For an example of this size, it's trivial by hand:
Round 1: [ABC] [DEF] [GHI]
Round 2: [ADG] [BEH] [CFI]
Round 3: [AEI] [BFG] [CDH]
Round 4: [AFH] [BDI] [CEG]

4 rounds, no one ever shares a set with the same person twice, and there are no further unique solutions. For larger sets of size N and subsets of size K, is there an equation that will tell me how many unique combinations can be made?
posted by sonofslim to grab bag (21 comments total) 3 users marked this as a favorite
There's not an easy way to do it mathematically, but you could program something that would create groups along your rules very simply.

I'm not sure why you're mentioning subsets.
posted by tylermoody at 1:28 PM on April 28, 2007


The total number of ways that nine items can be ordered is 9 factorial.

If you take such a list and divide it into threes, then you have to weed out all the cases where a given set of three are the same members but in different orders. The number of reorderings of three members is 3 factorial.

So the total is 9!/(3!*3!*3!) == 1680
posted by Steven C. Den Beste at 2:13 PM on April 28, 2007


Off the top of my head, isn't the answer:

(N c K) * ((N-K) c K) * ((N-2K) c K) * ... * (K c K) / K!

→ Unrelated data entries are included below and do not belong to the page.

//! S3-compatible object storage behind the public CDN.
//!
//! Reuploaded videos land under `temp/`, thumbnails under `img/`; both
//! are world-readable and served from the fixed CDN base.

pub mod client;
pub mod error;

pub use client::{thumbnail_key, video_key, CdnClient, CdnConfig};
pub use error::{StorageError, StorageResult};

whenever N is divisible by K?

That is, (9 combination 3) times (6 combination 3) times 1, all divided by 3 factorial, to account for re-orderings among the groups but not within them?
posted by kid ichorous at 2:18 PM on April 28, 2007


My solution permits [CDE] and [CDF] as being acceptable unique cases. Excluding all cases where any two have previously been in a group is more difficult and I'm not sure how you'd calculate that.
posted by Steven C. Den Beste at 2:19 PM on April 28, 2007


Hmm, SCDB, my method has an extra 3! on the bottom, giving 240 rather than 1680. This extra 3! is because you can reorder the groups themselves, a la:

[ABC][DEF][GHI] ~ [DEF][ABC][GHI]
posted by kid ichorous at 2:28 PM on April 28, 2007


To further strip this down so that no two members can ever occupy a group twice is nontrivial. I'll have to think about that a little!
posted by kid ichorous at 2:30 PM on April 28, 2007


SCDB fails, overcounting by a factor of more than 400.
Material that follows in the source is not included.